Crypto markets include many instrument types, not just simple spot trading. You can also have perpetual swaps, futures, and other derivatives that trade with their own dynamics.
Spot-only filtering is the rule that says: for certain benchmarks, only use spot markets. The goal is to keep the input data tied to actual spot supply and demand, rather than contract-specific effects.
This is especially important when you want a benchmark rate used for conversions, accounting, or broad valuation. Mixing instrument types can create prices that look similar on calm days but diverge during stress.
Spot-only filtering helps ensure a benchmark reflects spot pricing, not derivative-specific premiums, discounts, or funding effects.

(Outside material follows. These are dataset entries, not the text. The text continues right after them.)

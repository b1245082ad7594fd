//! Service context - dependency container for services
//!
//! Holds the repositories, the rating ledger and registry, the external
//! collaborator ports, and configuration. Services borrow the context
//! instead of owning dependencies themselves.

use std::sync::Arc;

use forum_common::ForumConfig;
use forum_core::{
    BlogMembership, BlogRepository, FollowRepository, IdGenerator, IdentityProvider,
    PostRepository, RateableRegistry, RatingLedger,
};

use super::error::{ServiceError, ServiceResult};

/// Service context containing all dependencies
#[derive(Clone)]
pub struct ServiceContext {
    post_repo: Arc<dyn PostRepository>,
    blog_repo: Arc<dyn BlogRepository>,
    ledger: Arc<dyn RatingLedger>,
    subscriptions: Arc<dyn FollowRepository>,
    stars: Arc<dyn FollowRepository>,
    membership: Arc<dyn BlogMembership>,
    identity: Arc<dyn IdentityProvider>,
    registry: Arc<RateableRegistry>,
    ids: Arc<IdGenerator>,
    config: ForumConfig,
}

impl ServiceContext {
    /// Start building a context
    pub fn builder() -> ServiceContextBuilder {
        ServiceContextBuilder::default()
    }

    /// Get the post repository
    pub fn post_repo(&self) -> &dyn PostRepository {
        self.post_repo.as_ref()
    }

    /// Get the blog repository
    pub fn blog_repo(&self) -> &dyn BlogRepository {
        self.blog_repo.as_ref()
    }

    /// Get the rating ledger
    pub fn ledger(&self) -> &dyn RatingLedger {
        self.ledger.as_ref()
    }

    /// Get the subscription relation store
    pub fn subscriptions(&self) -> &dyn FollowRepository {
        self.subscriptions.as_ref()
    }

    /// Get the star relation store
    pub fn stars(&self) -> &dyn FollowRepository {
        self.stars.as_ref()
    }

    /// Get the blog membership collaborator
    pub fn membership(&self) -> &dyn BlogMembership {
        self.membership.as_ref()
    }

    /// Get the identity provider collaborator
    pub fn identity(&self) -> &dyn IdentityProvider {
        self.identity.as_ref()
    }

    /// Get the rateable-kind registry
    pub fn registry(&self) -> &RateableRegistry {
        self.registry.as_ref()
    }

    /// Get the forum configuration
    pub fn config(&self) -> &ForumConfig {
        &self.config
    }

    /// Generate a new EntityId
    pub fn generate_id(&self) -> forum_core::EntityId {
        self.ids.generate()
    }
}

impl std::fmt::Debug for ServiceContext {
    fn fmt(&self, f: &mut std::fmt::Formatter<'_>) -> std::fmt::Result {
        f.debug_struct("ServiceContext")
            .field("repositories", &"...")
            .field("config", &self.config)
            .finish()
    }
}

/// Builder for creating ServiceContext
#[derive(Default)]
pub struct ServiceContextBuilder {
    post_repo: Option<Arc<dyn PostRepository>>,
    blog_repo: Option<Arc<dyn BlogRepository>>,
    ledger: Option<Arc<dyn RatingLedger>>,
    subscriptions: Option<Arc<dyn FollowRepository>>,
    stars: Option<Arc<dyn FollowRepository>>,
    membership: Option<Arc<dyn BlogMembership>>,
    identity: Option<Arc<dyn IdentityProvider>>,
    registry: Option<Arc<RateableRegistry>>,
    ids: Option<Arc<IdGenerator>>,
    config: Option<ForumConfig>,
}

impl ServiceContextBuilder {
    pub fn post_repo(mut self, repo: Arc<dyn PostRepository>) -> Self {
        self.post_repo = Some(repo);
        self
    }

    pub fn blog_repo(mut self, repo: Arc<dyn BlogRepository>) -> Self {
        self.blog_repo = Some(repo);
        self
    }

    pub fn ledger(mut self, ledger: Arc<dyn RatingLedger>) -> Self {
        self.ledger = Some(ledger);
        self
    }

    pub fn subscriptions(mut self, repo: Arc<dyn FollowRepository>) -> Self {
        self.subscriptions = Some(repo);
        self
    }

    pub fn stars(mut self, repo: Arc<dyn FollowRepository>) -> Self {
        self.stars = Some(repo);
        self
    }

    pub fn membership(mut self, membership: Arc<dyn BlogMembership>) -> Self {
        self.membership = Some(membership);
        self
    }

    pub fn identity(mut self, identity: Arc<dyn IdentityProvider>) -> Self {
        self.identity = Some(identity);
        self
    }

    pub fn registry(mut self, registry: Arc<RateableRegistry>) -> Self {
        self.registry = Some(registry);
        self
    }

    pub fn ids(mut self, ids: Arc<IdGenerator>) -> Self {
        self.ids = Some(ids);
        self
    }

    pub fn config(mut self, config: ForumConfig) -> Self {
        self.config = Some(config);
        self
    }

    /// Build the ServiceContext
    ///
    /// The registry, id generator, and config fall back to defaults;
    /// every store and collaborator is required.
    ///
    /// # Errors
    /// Returns `ServiceError::Validation` if a required dependency is missing
    pub fn build(self) -> ServiceResult<ServiceContext> {
        Ok(ServiceContext {
            post_repo: self
                .post_repo
                .ok_or_else(|| ServiceError::validation("post_repo is required"))?,
            blog_repo: self
                .blog_repo
                .ok_or_else(|| ServiceError::validation("blog_repo is required"))?,
            ledger: self
                .ledger
                .ok_or_else(|| ServiceError::validation("ledger is required"))?,
            subscriptions: self
                .subscriptions
                .ok_or_else(|| ServiceError::validation("subscriptions is required"))?,
            stars: self
                .stars
                .ok_or_else(|| ServiceError::validation("stars is required"))?,
            membership: self
                .membership
                .ok_or_else(|| ServiceError::validation("membership is required"))?,
            identity: self
                .identity
                .ok_or_else(|| ServiceError::validation("identity is required"))?,
            registry: self.registry.unwrap_or_default(),
            ids: self.ids.unwrap_or_default(),
            config: self.config.unwrap_or_default(),
        })
    }
}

Derivatives can trade above or below spot because traders price in leverage demand, funding rates, and hedging pressure. The contract design also matters, since some products have settlement rules or index mechanisms that differ by venue. If you mix these with spot inputs, you can get a benchmark that doesn’t represent the spot market.
Most data systems classify instruments by a data type or instrument type field provided by the venue or by normalization logic. Once classified, filters can include or exclude markets in a predictable way. This classification step is also where many pricing mistakes happen if metadata is incomplete.
A token’s perpetual swap price trades above spot during a funding squeeze. A spot-only benchmark ignores the perp and uses spot markets to keep conversions stable.
For cross-asset exchange rates, instrument selection matters. CoinAPI’s Exchange Rates API excludes non-spot symbols from certain benchmark calculations so the output remains anchored to spot markets.